### YOUR ASSIGNMENT
The data must be returned in full and exactly as given.

----

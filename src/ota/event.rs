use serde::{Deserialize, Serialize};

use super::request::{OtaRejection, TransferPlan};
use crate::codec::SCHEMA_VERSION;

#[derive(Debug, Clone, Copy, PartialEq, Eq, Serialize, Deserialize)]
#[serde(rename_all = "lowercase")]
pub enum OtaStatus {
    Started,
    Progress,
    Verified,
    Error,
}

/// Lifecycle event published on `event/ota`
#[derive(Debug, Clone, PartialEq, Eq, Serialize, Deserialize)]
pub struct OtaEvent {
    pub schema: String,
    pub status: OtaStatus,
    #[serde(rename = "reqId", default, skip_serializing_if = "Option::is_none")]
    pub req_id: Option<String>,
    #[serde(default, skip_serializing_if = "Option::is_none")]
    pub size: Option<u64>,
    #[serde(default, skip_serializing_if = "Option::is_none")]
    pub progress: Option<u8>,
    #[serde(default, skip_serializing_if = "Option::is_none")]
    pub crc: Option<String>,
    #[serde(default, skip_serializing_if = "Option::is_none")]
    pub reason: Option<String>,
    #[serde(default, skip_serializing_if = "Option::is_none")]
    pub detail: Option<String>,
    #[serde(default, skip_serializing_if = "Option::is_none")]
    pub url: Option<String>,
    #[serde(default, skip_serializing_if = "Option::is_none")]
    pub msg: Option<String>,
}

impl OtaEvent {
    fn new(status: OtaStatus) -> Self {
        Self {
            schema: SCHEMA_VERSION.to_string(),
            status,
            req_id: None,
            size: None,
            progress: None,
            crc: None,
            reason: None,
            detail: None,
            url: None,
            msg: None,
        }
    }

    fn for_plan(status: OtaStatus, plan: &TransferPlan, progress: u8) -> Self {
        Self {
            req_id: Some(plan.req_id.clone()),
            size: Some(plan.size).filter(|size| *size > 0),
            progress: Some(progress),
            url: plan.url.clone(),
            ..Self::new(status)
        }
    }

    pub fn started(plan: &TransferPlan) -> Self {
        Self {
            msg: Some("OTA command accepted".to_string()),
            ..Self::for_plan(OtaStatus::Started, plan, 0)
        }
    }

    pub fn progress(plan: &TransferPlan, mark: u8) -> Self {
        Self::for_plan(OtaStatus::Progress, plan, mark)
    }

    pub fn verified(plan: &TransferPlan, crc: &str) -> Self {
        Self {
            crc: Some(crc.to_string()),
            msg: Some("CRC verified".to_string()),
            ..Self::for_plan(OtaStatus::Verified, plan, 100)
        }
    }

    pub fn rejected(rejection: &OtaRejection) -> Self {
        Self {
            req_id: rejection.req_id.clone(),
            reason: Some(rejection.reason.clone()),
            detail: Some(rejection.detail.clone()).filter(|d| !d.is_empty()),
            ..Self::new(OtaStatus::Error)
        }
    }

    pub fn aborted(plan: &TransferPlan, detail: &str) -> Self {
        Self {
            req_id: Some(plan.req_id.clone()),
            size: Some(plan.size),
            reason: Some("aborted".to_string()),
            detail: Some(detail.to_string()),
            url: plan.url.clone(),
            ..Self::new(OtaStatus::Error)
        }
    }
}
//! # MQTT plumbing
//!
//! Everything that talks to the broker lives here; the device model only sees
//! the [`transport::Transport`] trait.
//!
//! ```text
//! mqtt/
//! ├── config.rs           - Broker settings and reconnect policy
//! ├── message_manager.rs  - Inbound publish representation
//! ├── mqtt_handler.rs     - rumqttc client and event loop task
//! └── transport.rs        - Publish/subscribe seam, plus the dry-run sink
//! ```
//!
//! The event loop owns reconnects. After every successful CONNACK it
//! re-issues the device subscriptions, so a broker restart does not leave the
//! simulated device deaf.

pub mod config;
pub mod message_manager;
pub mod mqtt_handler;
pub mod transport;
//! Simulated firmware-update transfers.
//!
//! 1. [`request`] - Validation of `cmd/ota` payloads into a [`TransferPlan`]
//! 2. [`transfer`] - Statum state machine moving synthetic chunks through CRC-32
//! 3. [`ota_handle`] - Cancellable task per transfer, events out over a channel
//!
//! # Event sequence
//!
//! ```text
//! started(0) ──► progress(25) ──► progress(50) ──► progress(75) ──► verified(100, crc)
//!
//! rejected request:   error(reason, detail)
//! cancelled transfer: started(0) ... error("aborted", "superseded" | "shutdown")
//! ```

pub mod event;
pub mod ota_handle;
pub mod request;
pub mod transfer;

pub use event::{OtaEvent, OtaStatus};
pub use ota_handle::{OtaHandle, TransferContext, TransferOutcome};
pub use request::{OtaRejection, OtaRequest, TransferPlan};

----

### RESPONSE TO THIS TASK
filename src/ota/event.rs
use serde::{Deserialize, Serialize};

use super::request::{OtaRejection, TransferPlan};
use crate::codec::SCHEMA_VERSION;

#[derive(Debug, Clone, Copy, PartialEq, Eq, Serialize, Deserialize)]
#[serde(rename_all = "lowercase")]
pub enum OtaStatus {
    Started,
    Progress,
    Verified,
    Error,
}

/// Lifecycle event published on `event/ota`
#[derive(Debug, Clone, PartialEq, Eq, Serialize, Deserialize)]
pub struct OtaEvent {
    pub schema: String,
    pub status: OtaStatus,
    #[serde(rename = "reqId", default, skip_serializing_if = "Option::is_none")]
    pub req_id: Option<String>,
    #[serde(default, skip_serializing_if = "Option::is_none")]
    pub size: Option<u64>,
    #[serde(default, skip_serializing_if = "Option::is_none")]
    pub progress: Option<u8>,
    #[serde(default, skip_serializing_if = "Option::is_none")]
    pub crc: Option<String>,
    #[serde(default, skip_serializing_if = "Option::is_none")]
    pub reason: Option<String>,
    #[serde(default, skip_serializing_if = "Option::is_none")]
    pub detail: Option<String>,
    #[serde(default, skip_serializing_if = "Option::is_none")]
    pub url: Option<String>,
    #[serde(default, skip_serializing_if = "Option::is_none")]
    pub msg: Option<String>,
}

impl OtaEvent {
    fn new(status: OtaStatus) -> Self {
        Self {
            schema: SCHEMA_VERSION.to_string(),
            status,
            req_id: None,
            size: None,
            progress: None,
            crc: None,
            reason: None,
            detail: None,
            url: None,
            msg: None,
        }
    }

    fn for_plan(status: OtaStatus, plan: &TransferPlan, progress: u8) -> Self {
        Self {
            req_id: Some(plan.req_id.clone()),
            size: Some(plan.size).filter(|size| *size > 0),
            progress: Some(progress),
            url: plan.url.clone(),
            ..Self::new(status)
        }
    }

    pub fn started(plan: &TransferPlan) -> Self {
        Self {
            msg: Some("OTA command accepted".to_string()),
            ..Self::for_plan(OtaStatus::Started, plan, 0)
        }
    }

    pub fn progress(plan: &TransferPlan, mark: u8) -> Self {
        Self::for_plan(OtaStatus::Progress, plan, mark)
    }

    pub fn verified(plan: &TransferPlan, crc: &str) -> Self {
        Self {
            crc: Some(crc.to_string()),
            msg: Some("CRC verified".to_string()),
            ..Self::for_plan(OtaStatus::Verified, plan, 100)
        }
    }

    pub fn rejected(rejection: &OtaRejection) -> Self {
        Self {
            req_id: rejection.req_id.clone(),
            reason: Some(rejection.reason.clone()),
            detail: Some(rejection.detail.clone()).filter(|d| !d.is_empty()),
            ..Self::new(OtaStatus::Error)
        }
    }

    pub fn aborted(plan: &TransferPlan, detail: &str) -> Self {
        Self {
            req_id: Some(plan.req_id.clone()),
            size: Some(plan.size),
            reason: Some("aborted".to_string()),
            detail: Some(detail.to_string()),
            url: plan.url.clone(),
            ..Self::new(OtaStatus::Error)
        }
    }
}
//! # MQTT plumbing
//!
//! Everything that talks to the broker lives here; the device model only sees
//! the [`transport::Transport`] trait.
//!
//! ```text
//! mqtt/
//! ├── config.rs           - Broker settings and reconnect policy
//! ├── message_manager.rs  - Inbound publish representation
//! ├── mqtt_handler.rs     - rumqttc client and event loop task
//! └── transport.rs        - Publish/subscribe seam, plus the dry-run sink
//! ```
//!
//! The event loop owns reconnects. After every successful CONNACK it
//! re-issues the device subscriptions, so a broker restart does not leave the
//! simulated device deaf.

pub mod config;
pub mod message_manager;
pub mod mqtt_handler;
pub mod transport;
//! Simulated firmware-update transfers.
//!
//! 1. [`request`] - Validation of `cmd/ota` payloads into a [`TransferPlan`]
//! 2. [`transfer`] - Statum state machine moving synthetic chunks through CRC-32
//! 3. [`ota_handle`] - Cancellable task per transfer, events out over a channel
//!
//! # Event sequence
//!
//! ```text
//! started(0) ──► progress(25) ──► progress(50) ──► progress(75) ──► verified(100, crc)
//!
//! rejected request:   error(reason, detail)
//! cancelled transfer: started(0) ... error("aborted", "superseded" | "shutdown")
//! ```

pub mod event;
pub mod ota_handle;
pub mod request;
pub mod transfer;

pub use event::{OtaEvent, OtaStatus};
pub use ota_handle::{OtaHandle, TransferContext, TransferOutcome};
pub use request::{OtaRejection, OtaRequest, TransferPlan};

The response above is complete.